En France, il y a une crise pour les petits campings, et pour cette raison, la FNHPA (Fédération Nationale de l’Hôtellerie de Plean Air) s’est engagée à trouver un nouveau modèle économique. Une réunion confédérale organisée le 14 décembre a ouvert la voie. A partir du rapport établi par le studio Alliances, avec le soutien de la Banque des Territoires, le profil des campings petits et modestes a été analysé, ainsi que leur éventuelle transformation imaginée. L’émergence du glamping et des hébergements insolites a été reconnue comme une réelle opportunité pour relancer le secteur.

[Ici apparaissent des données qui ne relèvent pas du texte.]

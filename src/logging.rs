use std::path::Path;

use time::format_description::well_known::Rfc3339;
use tracing::level_filters::LevelFilter;
use tracing_appender::non_blocking::WorkerGuard;
use tracing_subscriber::fmt::time::UtcTime;
use tracing_subscriber::{fmt, EnvFilter};

use crate::settings::{LogFormat, LogOutput, LogSettings};

#[derive(Debug, thiserror::Error)]
pub enum LoggingError {
    #[error("로그 파일 경로가 올바르지 않습니다: {0}")]
    InvalidPath(String),

    #[error("로거 초기화 실패: {0}")]
    Init(String),
}

/// 전역 tracing subscriber를 설치합니다.
///
/// `RUST_LOG`가 있으면 그 필터를 따르고, 없으면 설정의 레벨을 씁니다.
/// 반환된 guard가 살아 있는 동안만 로그가 기록되므로 main에서 들고
/// 있어야 합니다.
pub fn init_logging(settings: &LogSettings) -> Result<WorkerGuard, LoggingError> {
    let filter = EnvFilter::builder()
        .with_default_directive(LevelFilter::from_level(settings.level).into())
        .from_env_lossy();

    let (writer, guard) = match &settings.output {
        LogOutput::Stdout => tracing_appender::non_blocking(std::io::stdout()),
        LogOutput::File(path) => {
            let path = Path::new(path);
            let file_name = path
                .file_name()
                .ok_or_else(|| LoggingError::InvalidPath(path.display().to_string()))?;
            let dir = match path.parent() {
                Some(parent) if !parent.as_os_str().is_empty() => parent,
                _ => Path::new("."),
            };
            tracing_appender::non_blocking(tracing_appender::rolling::never(dir, file_name))
        }
    };

    let builder = fmt()
        .with_env_filter(filter)
        .with_writer(writer)
        .with_timer(UtcTime::new(Rfc3339))
        .with_target(true);

    let result = match settings.format {
        LogFormat::Json => builder.json().try_init(),
        LogFormat::Text => builder.with_ansi(settings.output == LogOutput::Stdout).try_init(),
    };
    result.map_err(|e| LoggingError::Init(e.to_string()))?;

    Ok(guard)
}
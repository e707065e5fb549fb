//! 호스트/경로 규칙으로 요청을 라우터에 배정합니다.

mod error;
mod host;
mod matcher;

use std::sync::Arc;

use async_trait::async_trait;
use hyper::{Request, StatusCode};
use tracing::debug;

pub use error::RoutingError;
pub use host::{strip_port, HostMatcher};
pub use matcher::{PathMatcher, PathMatcherKind};

use crate::middleware::handler::{Body, BoxHandler, Handler};
use crate::middleware::source::request_host;
use crate::middleware::writer::{write_error, ResponseWriter};

/// 라우터 규칙 (host와 path의 AND)
#[derive(Debug, Clone, PartialEq, Eq)]
pub struct Rule {
    host: Option<HostMatcher>,
    path: Option<PathMatcher>,
}

impl Rule {
    pub fn new(host: Option<&str>, path: Option<&str>) -> Result<Self, RoutingError> {
        let host = host.filter(|h| !h.is_empty()).map(HostMatcher::new).transpose()?;
        let path = path.filter(|p| !p.is_empty()).map(PathMatcher::parse).transpose()?;
        if host.is_none() && path.is_none() {
            return Err(RoutingError::EmptyRule);
        }
        Ok(Self { host, path })
    }

    pub fn matches<B>(&self, req: &Request<B>) -> bool {
        if let Some(host) = &self.host {
            if !host.matches(&request_host(req)) {
                return false;
            }
        }
        match &self.path {
            Some(path) => path.matches(req.uri().path()),
            None => true,
        }
    }

    /// 우선순위가 같을 때 비교하는 규칙 길이
    pub fn len(&self) -> usize {
        self.host.as_ref().map_or(0, |h| h.name().len())
            + self.path.as_ref().map_or(0, |p| p.pattern.len())
    }

    pub fn is_empty(&self) -> bool {
        self.len() == 0
    }
}

pub struct Route {
    pub name: String,
    pub rule: Rule,
    pub priority: i32,
    pub handler: BoxHandler,
}

/// 한 엔트리포인트의 라우터 묶음
///
/// 우선순위가 높은 순, 같으면 규칙이 긴 순으로 검사해 처음 일치한 라우터가
/// 요청을 처리합니다.
#[derive(Default)]
pub struct RouterHandler {
    routes: Vec<Route>,
}

impl RouterHandler {
    pub fn new(mut routes: Vec<Route>) -> Self {
        routes.sort_by(|a, b| {
            b.priority
                .cmp(&a.priority)
                .then_with(|| b.rule.len().cmp(&a.rule.len()))
                .then_with(|| a.name.cmp(&b.name))
        });
        Self { routes }
    }

    pub fn len(&self) -> usize {
        self.routes.len()
    }

    pub fn is_empty(&self) -> bool {
        self.routes.is_empty()
    }

    pub fn route_names(&self) -> impl Iterator<Item = &str> {
        self.routes.iter().map(|r| r.name.as_str())
    }

    fn find<B>(&self, req: &Request<B>) -> Option<&Route> {
        self.routes.iter().find(|route| route.rule.matches(req))
    }
}

#[async_trait]
impl Handler for RouterHandler {
    async fn serve(&self, w: &mut dyn ResponseWriter, req: Request<Body>) {
        match self.find(&req) {
            Some(route) => {
                debug!(router = %route.name, path = %req.uri().path(), "라우터 선택");
                let handler = Arc::clone(&route.handler);
                handler.serve(w, req).await;
            }
            None => {
                debug!(host = %request_host(&req), path = %req.uri().path(), "일치하는 라우터 없음");
                write_error(w, StatusCode::NOT_FOUND, "404 page not found").await;
            }
        }
    }
}

#[cfg(test)]
mod tests {
    use super::*;
    use crate::middleware::handler::empty_body;
    use crate::middleware::writer::{write_all, ResponseRecorder};
    use hyper::header;

    struct Named(&'static str);

    #[async_trait]
    impl Handler for Named {
        async fn serve(&self, w: &mut dyn ResponseWriter, _req: Request<Body>) {
            write_all(w, self.0.as_bytes()).await.unwrap();
        }
    }

    fn route(name: &'static str, host: Option<&str>, path: Option<&str>, priority: i32) -> Route {
        Route {
            name: name.to_string(),
            rule: Rule::new(host, path).unwrap(),
            priority,
            handler: Arc::new(Named(name)),
        }
    }

    async fn dispatch(router: &RouterHandler, host: &str, path: &str) -> ResponseRecorder {
        let req = Request::builder()
            .uri(path)
            .header(header::HOST, host)
            .body(empty_body())
            .unwrap();
        let mut rec = ResponseRecorder::new();
        router.serve(&mut rec, req).await;
        rec
    }

    #[tokio::test]
    async fn test_longest_rule_wins() {
        let router = RouterHandler::new(vec![
            route("root", Some("example.com"), Some("/*"), 0),
            route("api", Some("example.com"), Some("/api/*"), 0),
        ]);

        assert_eq!(dispatch(&router, "example.com", "/api/users").await.body_string(), "api");
        assert_eq!(dispatch(&router, "example.com:8080", "/home").await.body_string(), "root");
    }

    #[tokio::test]
    async fn test_priority_overrides_length() {
        let router = RouterHandler::new(vec![
            route("catch-all", None, Some("/*"), 10),
            route("api", Some("example.com"), Some("/api/*"), 0),
        ]);
        assert_eq!(dispatch(&router, "example.com", "/api").await.body_string(), "catch-all");
    }

    #[tokio::test]
    async fn test_unmatched_is_404() {
        let router = RouterHandler::new(vec![route("api", Some("example.com"), None, 0)]);

        let rec = dispatch(&router, "other.com", "/").await;
        assert_eq!(rec.status(), StatusCode::NOT_FOUND);
        assert_eq!(rec.body_string(), "404 page not found\n");
    }

    #[test]
    fn test_empty_rule_rejected() {
        assert_eq!(Rule::new(None, Some("")), Err(RoutingError::EmptyRule));
    }
}
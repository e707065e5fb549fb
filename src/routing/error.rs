/// 라우팅 규칙 오류
#[derive(Debug, Clone, PartialEq, Eq, thiserror::Error)]
pub enum RoutingError {
    #[error("유효하지 않은 호스트 {host}: {reason}")]
    InvalidHost { host: String, reason: String },

    #[error("잘못된 경로 패턴: {pattern} ({reason})")]
    InvalidPathPattern { pattern: String, reason: String },

    #[error("라우터에 host 또는 path 규칙이 필요합니다")]
    EmptyRule,
}
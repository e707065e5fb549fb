use crate::dynamic::provider::{provider_of, qualified_name};

use super::error::BuildError;

/// 미들웨어 생성 문맥
///
/// 현재 공급자와, 지금 생성 중인 체인 경로(방문한 미들웨어 이름)를
/// 담습니다. 분기마다 복사본을 만들기 때문에 형제 분기는 서로의 경로를
/// 보지 못합니다.
#[derive(Debug, Clone, Default, PartialEq, Eq)]
pub struct ConstructorContext {
    provider: Option<String>,
    stack: Vec<String>,
}

impl ConstructorContext {
    pub fn new() -> Self {
        Self::default()
    }

    pub fn with_provider(provider: impl Into<String>) -> Self {
        Self {
            provider: Some(provider.into()),
            stack: Vec::new(),
        }
    }

    /// 한정된 이름(`router@provider`)에서 문맥을 만듭니다.
    pub fn for_element(name: &str) -> Self {
        Self::new().enter(name)
    }

    pub fn provider(&self) -> Option<&str> {
        self.provider.as_deref()
    }

    pub fn stack(&self) -> &[String] {
        &self.stack
    }

    pub fn qualified_name(&self, name: &str) -> String {
        qualified_name(self.provider(), name)
    }

    /// 한정된 이름의 공급자로 전환한 문맥을 반환합니다.
    pub fn enter(&self, qualified: &str) -> Self {
        let mut next = self.clone();
        if let Some(provider) = provider_of(qualified) {
            next.provider = Some(provider.to_string());
        }
        next
    }

    /// `name`이 현재 경로에 이미 있으면 순환으로 판단합니다.
    pub fn check_recursion(&self, name: &str) -> Result<Self, BuildError> {
        if let Some(start) = self.stack.iter().position(|visited| visited == name) {
            let mut cycle = self.stack[start..].to_vec();
            cycle.push(name.to_string());
            return Err(BuildError::Recursion {
                name: name.to_string(),
                path: cycle.join("->"),
            });
        }

        let mut next = self.clone();
        next.stack.push(name.to_string());
        Ok(next)
    }
}
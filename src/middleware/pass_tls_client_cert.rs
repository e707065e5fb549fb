use std::sync::Arc;

use async_trait::async_trait;
use base64::{engine::general_purpose::STANDARD as BASE64, Engine as _};
use hyper::header::HeaderValue;
use hyper::Request;
use tracing::debug;

use super::error::BuildError;
use super::handler::{Body, BoxHandler, ClientCertificate, Handler};
use super::writer::ResponseWriter;
use crate::dynamic::PassTlsClientCertConfig;

pub const CLIENT_CERT_HEADER: &str = "x-forwarded-tls-client-cert";

/// mTLS 클라이언트 인증서를 백엔드로 전달합니다.
///
/// 클라이언트가 보낸 같은 이름의 헤더는 항상 제거됩니다.
pub struct PassTlsClientCert {
    next: BoxHandler,
    pem: bool,
}

pub fn new(next: BoxHandler, config: &PassTlsClientCertConfig, name: &str) -> Result<BoxHandler, BuildError> {
    debug!(middleware = %name, kind = "passTLSClientCert", "미들웨어 생성");
    Ok(Arc::new(PassTlsClientCert {
        next,
        pem: config.pem,
    }))
}

/// PEM 구분선과 줄바꿈을 뺀 base64 본문을 쿼리 인코딩합니다.
fn encode_certificate(der: &[u8]) -> String {
    let encoded = BASE64.encode(der);
    url::form_urlencoded::byte_serialize(encoded.as_bytes()).collect()
}

#[async_trait]
impl Handler for PassTlsClientCert {
    async fn serve(&self, w: &mut dyn ResponseWriter, mut req: Request<Body>) {
        req.headers_mut().remove(CLIENT_CERT_HEADER);

        if self.pem {
            let certificate = req.extensions().get::<ClientCertificate>().cloned();
            match certificate {
                Some(ClientCertificate(der)) => {
                    if let Ok(value) = HeaderValue::from_str(&encode_certificate(&der)) {
                        req.headers_mut().insert(CLIENT_CERT_HEADER, value);
                    }
                }
                None => debug!("클라이언트 인증서 없음"),
            }
        }

        self.next.serve(w, req).await;
    }
}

Les campings municipaux et les petits campings semblent désormais hors du marché
Selon la FNHPA, les petits campings et équipements municipaux sont désormais hors du marché, mais c’est un vrai paradoxe pour un secteur qui se porte bien en France. L’étude menée par Alliances révèle environ 3 000 petits campings – moins de 60 emplacements – sur 7 569 établissements du territoire. La durée de séjour est en moyenne de 4,7 jours et la clientèle est à 69% française.
Le studio, en parallèle, fait preuve d’un véritable engouement pour un logement qui se démarque, mais aussi d’une volonté d’espace et d’intimité. Une première piste qui, mise en place sur un petit établissement, pourrait permettre d’augmenter les prix.
Le glamping et les hébergements insolites ne sont pas une solution accessible à tous
Si le glamping et les « hébergements insolites » (notamment luxueux et ultra-technologiques) ne sont pas encore des solutions viables pour tous les managers, la diversification reste une des ressources à évaluer même pour les structures « traditionnelles ».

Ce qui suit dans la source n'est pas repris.